Institute of Evolutionary Biology, University of Edinburgh, Edinburgh, UK ; Fogarty International Center, National Institutes of Health, Bethesda, MD, USA.
Methods Ecol Evol. 2015 Jan 1;6(1):67-82. doi: 10.1111/2041-210X.12293.
Phylogenetic signal quantifies the degree to which resemblance in continuously-valued traits reflects phylogenetic relatedness. Measures of phylogenetic signal are widely used in ecological and evolutionary research, and are recently gaining traction in viral evolutionary studies. Standard estimators of phylogenetic signal frequently condition on data summary statistics of the repeated trait observations and fixed phylogenetics trees, resulting in information loss and potential bias. To incorporate the observation process and phylogenetic uncertainty in a model-based approach, we develop a novel Bayesian inference method to simultaneously estimate the evolutionary history and phylogenetic signal from molecular sequence data and repeated multivariate traits. Our approach builds upon a phylogenetic diffusion framework that model continuous trait evolution as a Brownian motion process and incorporates Pagel's transformation parameter to estimate dependence among traits. We provide a computationally efficient inference implementation in the BEAST software package. We evaluate the synthetic performance of the Bayesian estimator of phylogenetic signal against standard estimators, and demonstrate the use of our coherent framework to address several virus-host evolutionary questions, including virulence heritability for HIV, antigenic evolution in influenza and HIV, and Drosophila sensitivity to sigma virus infection. Finally, we discuss model extensions that will make useful contributions to our flexible framework for simultaneously studying sequence and trait evolution.

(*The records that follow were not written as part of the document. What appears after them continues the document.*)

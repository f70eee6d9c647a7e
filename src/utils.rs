use base64::{prelude::BASE64_STANDARD, Engine};
use quick_xml::events::BytesStart;
use rand::distributions::{Alphanumeric, DistString};

use crate::SamlError;

pub(crate) fn random_string(length: usize) -> String {
    Alphanumeric.sample_string(&mut rand::thread_rng(), length)
}

// Lenient decoding for base64 arriving inside XML documents or form posts,
// which is often wrapped or indented.
pub(crate) fn decode_xml_base64(input: &str) -> Result<Vec<u8>, base64::DecodeError> {
    let stripped = input.replace([' ', '\n', '\r', '\t'], "");
    BASE64_STANDARD.decode(stripped)
}

pub(crate) fn xml_escape(input: &str) -> String {
    input
        .replace('&', "&amp;")
        .replace('<', "&lt;")
        .replace('>', "&gt;")
        .replace('"', "&quot;")
        .replace('\'', "&apos;")
}

pub(crate) fn attr_value(element: &BytesStart, name: &[u8]) -> Result<Option<String>, SamlError> {
    for attr in element.attributes().flatten() {
        if attr.key.as_ref() == name {
            let value = attr
                .unescape_value()
                .map_err(|err| SamlError::InvalidXml(err.to_string()))?;
            return Ok(Some(value.into_owned()));
        }
    }
    Ok(None)
}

系统发育信号量化了连续值性状的相似性反映系统发育相关性的程度。系统发育信号的度量在生态和进化研究中被广泛使用,并且最近在病毒进化研究中越来越受到关注。系统发育信号的标准估计器通常依赖于重复性状观测的数据汇总统计量和固定的系统发育树,从而导致信息丢失和潜在偏差。为了在基于模型的方法中纳入观测过程和系统发育不确定性,我们开发了一种新颖的贝叶斯推断方法,以同时从分子序列数据和重复的多变量性状中估计进化历史和系统发育信号。我们的方法基于系统发育扩散框架,该框架将连续性状进化建模为布朗运动过程,并纳入佩格尔变换参数以估计性状之间的依赖性。我们在BEAST软件包中提供了一种计算效率高的推断实现。我们评估了系统发育信号的贝叶斯估计器相对于标准估计器的综合性能,并展示了我们的连贯框架在解决几个病毒-宿主进化问题中的应用,包括HIV的毒力遗传性、流感和HIV的抗原进化以及果蝇对西格玛病毒感染的敏感性。最后,我们讨论了模型扩展,这些扩展将为我们同时研究序列和性状进化的灵活框架做出有益贡献。